Biography George Agnew Reid and painting details

G A Reid Mich Unframed

Michipicoten Bay is listed in George A. Reid’s Catalogue Raisonne

Reid and his 2nd wife Mary Wrinch travelled to this part of Algoma quite often to paint. This was also an are frequented by the Group of Seven. In this year in particular the governement was offering cabins to artists to come and paint. Reid and Mary had two companions stay there at the time. One was Frederick Challener and the other Frederick Brigden. Two artists we also have represented in our collection. 

George Agnew Reid was born in 1860 to a farming family in Wingham, Ontario. He showed an early interest in art and eventually, despite his father's initial disproval, became an art student under Robert Harris at the Ontario School of Art in 1879 in Toronto. Reid also studied at the Pennsylvania Academy from 1882 to 1885 where he was a protégé of American Realist Thomas Eakins and met his future wife Mary Hiester Reid, also a well-known artist. Her florals drawing much attention, including from the artist Lucius O’Brien.

Reid also studied at the Julian, with Jean-Joseph Benjamin-Constant, and at the Colarossi Academies in Paris, and the Prado in Madrid (1888–89). He made a number of study trips to Europe, during which he visited FranceItaly, Spain and Portugal. It was during this time that Reid turned from portraiture to genre, as in The Foreclosure of the Mortgage (1893), making his name with narrative pictures. Reid brought Parisian Academy precision to emotional genre paintings of Ontario.

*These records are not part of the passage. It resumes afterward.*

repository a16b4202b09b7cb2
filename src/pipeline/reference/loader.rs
//! Tab-separated reference vocabulary reader.
//!
//! Expects a header row naming `code`, `description` and `is_billable`.
//! Other columns (e.g. `short_desc`) are ignored.

use std::path::Path;

use std::sync::LazyLock;

use regex::Regex;

use super::ReferenceError;
use crate::models::CodedEntry;

/// Read the vocabulary file at `path`.
pub fn load_vocabulary(path: &Path) -> Result<Vec<CodedEntry>, ReferenceError> {
    let raw = std::fs::read_to_string(path)?;
    let entries = parse_vocabulary(&raw)?;
    tracing::info!(
        path = %path.display(),
        entries = entries.len(),
        "Reference vocabulary loaded"
    );
    Ok(entries)
}

/// Parse vocabulary TSV content.
pub fn parse_vocabulary(raw: &str) -> Result<Vec<CodedEntry>, ReferenceError> {
    let mut lines = raw.lines().enumerate().filter(|(_, l)| !l.trim().is_empty());

    let (_, header) = lines.next().ok_or(ReferenceError::MissingColumn("code"))?;
    let columns: Vec<&str> = header.split('\t').map(str::trim).collect();
    let position = |name: &'static str| {
        columns
            .iter()
            .position(|c| *c == name)
            .ok_or(ReferenceError::MissingColumn(name))
    };
    let code_col = position("code")?;
    let desc_col = position("description")?;
    let billable_col = position("is_billable")?;

    let mut entries = Vec::new();
    for (idx, line) in lines {
        let line_no = idx + 1;
        let fields: Vec<&str> = line.split('\t').collect();
        let field = |col: usize, name: &'static str| {
            fields
                .get(col)
                .map(|v| v.trim())
                .filter(|v| !v.is_empty())
                .ok_or(ReferenceError::MissingField {
                    line: line_no,
                    field: name,
                })
        };

        let code = field(code_col, "code")?;
        let description = field(desc_col, "description")?;
        let billable = parse_billable(field(billable_col, "is_billable")?).ok_or_else(|| {
            ReferenceError::InvalidBillable {
                line: line_no,
                value: fields[billable_col].trim().to_string(),
            }
        })?;

        entries.push(CodedEntry::new(code, description, billable));
    }

    Ok(entries)
}

fn parse_billable(value: &str) -> Option<bool> {
    match value.to_ascii_lowercase().as_str() {
        "true" | "1" => Some(true),
        "false" | "0" => Some(false),
        _ => None,
    }
}

/// Whether `code` has the shape of an ICD-10-CM code (e.g. `E11.65`).
///
/// Shape only. Vocabulary membership is the validity test.
pub fn is_well_formed_icd10(code: &str) -> bool {
    static PATTERN: LazyLock<Regex> =
        LazyLock::new(|| Regex::new(r"^[A-Z][0-9][0-9A-Z](?:\.[0-9A-Z]{1,4})?$").unwrap());
    PATTERN.is_match(code)
}

#[cfg(test)]
mod tests {
    use super::*;

    const SAMPLE: &str = "code\tshort_desc\tdescription\tis_billable\n\
        A00\tCholera\tCholera\tFalse\n\
        A00.0\tCholera d/t V. cholerae\tCholera due to Vibrio cholerae 01, biovar cholerae\tTrue\n\
        \n\
        J18.9\tPneumonia NOS\tPneumonia, unspecified organism\t1\n";

    #[test]
    fn parses_header_by_name() {
        let entries = parse_vocabulary(SAMPLE).unwrap();
        assert_eq!(entries.len(), 3);
        assert_eq!(entries[0], CodedEntry::new("A00", "Cholera", false));
        assert!(entries[1].billable);
        assert_eq!(entries[2].description, "Pneumonia, unspecified organism");
    }

    #[test]
    fn missing_column_fails() {
        let err = parse_vocabulary("code\tdescription\nA00\tCholera\n").unwrap_err();
        assert!(matches!(err, ReferenceError::MissingColumn("is_billable")));
    }

    #[test]
    fn missing_description_reports_line() {
        let err = parse_vocabulary("code\tdescription\tis_billable\nA00\t\tTrue\n").unwrap_err();
        assert!(matches!(
            err,
            ReferenceError::MissingField { line: 2, field: "description" }
        ));
    }

    #[test]
    fn bad_billable_flag_fails() {
        let err = parse_vocabulary("code\tdescription\tis_billable\nA00\tCholera\tmaybe\n")
            .unwrap_err();
        assert!(matches!(err, ReferenceError::InvalidBillable { line: 2, .. }));
    }

    #[test]
    fn load_from_file() {
        let dir = tempfile::tempdir().unwrap();
        let path = dir.path().join("codes.tsv");
        std::fs::write(&path, SAMPLE).unwrap();
        assert_eq!(load_vocabulary(&path).unwrap().len(), 3);
    }

    #[test]
    fn well_formed_codes() {
        assert!(is_well_formed_icd10("J18.9"));
        assert!(is_well_formed_icd10("E11"));
        assert!(is_well_formed_icd10("S72.001A"));
        assert!(is_well_formed_icd10("C7A.010"));
        assert!(!is_well_formed_icd10("j18.9"));
        assert!(!is_well_formed_icd10("J18."));
        assert!(!is_well_formed_icd10("pneumonia"));
    }
}
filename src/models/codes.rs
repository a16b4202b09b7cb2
use schemars::JsonSchema;
use serde::{Deserialize, Serialize};

/// Anything carrying a diagnosis code whose description must track the
/// reference vocabulary.
pub trait CodeRecord {
    fn code(&self) -> &str;
    fn description(&self) -> &str;
    fn evidence(&self) -> &str;
    fn set_description(&mut self, description: String);
}

/// Code proposed by the Coding stage.
#[derive(Debug, Clone, PartialEq, Eq, Serialize, Deserialize, JsonSchema)]
pub struct CandidateCode {
    pub code: String,
    pub description: String,
    /// Verbatim excerpt from the note supporting the code.
    pub evidence: String,
}

/// Code with a free-text rationale (Review and Adjustment stages).
#[derive(Debug, Clone, PartialEq, Eq, Serialize, Deserialize, JsonSchema)]
pub struct JudgedCode {
    pub code: String,
    pub description: String,
    pub evidence: String,
    pub explanation: String,
}

/// Verdict of a judgment stage on one code.
#[derive(Debug, Clone, Copy, PartialEq, Eq, Hash, Serialize, Deserialize, JsonSchema)]
#[serde(rename_all = "lowercase")]
pub enum Recommendation {
    Include,
    Reject,
}

impl Recommendation {
    pub fn as_str(self) -> &'static str {
        match self {
            Self::Include => "include",
            Self::Reject => "reject",
        }
    }
}

impl std::fmt::Display for Recommendation {
    fn fmt(&self, f: &mut std::fmt::Formatter<'_>) -> std::fmt::Result {
        f.write_str(self.as_str())
    }
}

/// Judged code plus an include/reject recommendation (Physician and Patient stages).
#[derive(Debug, Clone, PartialEq, Eq, Serialize, Deserialize, JsonSchema)]
pub struct RecommendedCode {
    pub code: String,
    pub description: String,
    pub evidence: String,
    pub explanation: String,
    pub recommendation: Recommendation,
}

/// Public result triple. Field order matches the HTTP response body.
#[derive(Debug, Clone, PartialEq, Eq, Serialize, Deserialize)]
pub struct FinalCode {
    pub code: String,
    pub evidence: String,
    pub description: String,
}

macro_rules! impl_code_record {
    ($($ty:ty),+ $(,)?) => {
        $(
            impl CodeRecord for $ty {
                fn code(&self) -> &str {
                    &self.code
                }

                fn description(&self) -> &str {
                    &self.description
                }

                fn evidence(&self) -> &str {
                    &self.evidence
                }

                fn set_description(&mut self, description: String) {
                    self.description = description;
                }
            }
        )+
    };
}

impl_code_record!(CandidateCode, JudgedCode, RecommendedCode, FinalCode);

impl From<JudgedCode> for FinalCode {
    fn from(code: JudgedCode) -> Self {
        Self {
            code: code.code,
            evidence: code.evidence,
            description: code.description,
        }
    }
}
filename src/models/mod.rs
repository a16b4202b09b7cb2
pub mod codes;
pub mod outputs;
pub mod vocabulary;

pub use codes::*;
pub use outputs::*;
pub use vocabulary::*;
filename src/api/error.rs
//! API error types with structured JSON responses.

use axum::extract::rejection::JsonRejection;
use axum::http::StatusCode;
use axum::response::{IntoResponse, Response};
use axum::Json;
use serde::Serialize;

use crate::pipeline::coding::CodingError;

/// Structured error response body.
#[derive(Debug, Serialize)]
pub struct ErrorBody {
    pub error: ErrorDetail,
}

#[derive(Debug, Serialize)]
pub struct ErrorDetail {
    pub code: &'static str,
    pub message: String,
}

/// API-level errors with HTTP status mapping.
#[derive(Debug, thiserror::Error)]
pub enum ApiError {
    #[error("Invalid request: {0}")]
    BadRequest(String),
    #[error("Pipeline failed: {0}")]
    PipelineFailed(String),
    #[error("Internal error: {0}")]
    Internal(String),
}

impl IntoResponse for ApiError {
    fn into_response(self) -> Response {
        let (status, code, message) = match self {
            ApiError::BadRequest(detail) => (StatusCode::BAD_REQUEST, "BAD_REQUEST", detail),
            ApiError::PipelineFailed(detail) => {
                tracing::error!(detail = %detail, "Pipeline run failed");
                (StatusCode::INTERNAL_SERVER_ERROR, "PIPELINE_FAILED", detail)
            }
            ApiError::Internal(detail) => {
                tracing::error!(detail = %detail, "API internal error");
                (
                    StatusCode::INTERNAL_SERVER_ERROR,
                    "INTERNAL",
                    "An internal error occurred".to_string(),
                )
            }
        };

        let body = ErrorBody {
            error: ErrorDetail { code, message },
        };
        (status, Json(body)).into_response()
    }
}

impl From<CodingError> for ApiError {
    fn from(err: CodingError) -> Self {
        match err {
            CodingError::EmptyNote => ApiError::BadRequest(err.to_string()),
            other => ApiError::PipelineFailed(other.to_string()),
        }
    }
}

impl From<JsonRejection> for ApiError {
    fn from(rejection: JsonRejection) -> Self {
        ApiError::BadRequest(rejection.body_text())
    }
}
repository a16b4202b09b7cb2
pub mod health;
pub mod notes;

Reid's first exhibition was in 1888 at Oliver, Coate & Co. in Toronto, followed by an exhibition in 1894 with five American painters at American Art Galleries, New York. Reid became the first principal of the newly formed Ontario College of Art in 1912, and continued in the post until 1918. He was commissioned as a war artist in 1918, and designed a new building for the Ontario College of Art in 1920. He became a member of the Royal Academy of Arts in 1889, and later served as its president. After his retirement from the College in 1929, Reid painted many murals for public and private collections, such as the Jarvis Collegiate and the Royal Ontario Museum of Paleontology. His work is held in public collections across Canada including the National Art Gallery and the Art Gallery of Ontario. Reid died in Toronto in 1947.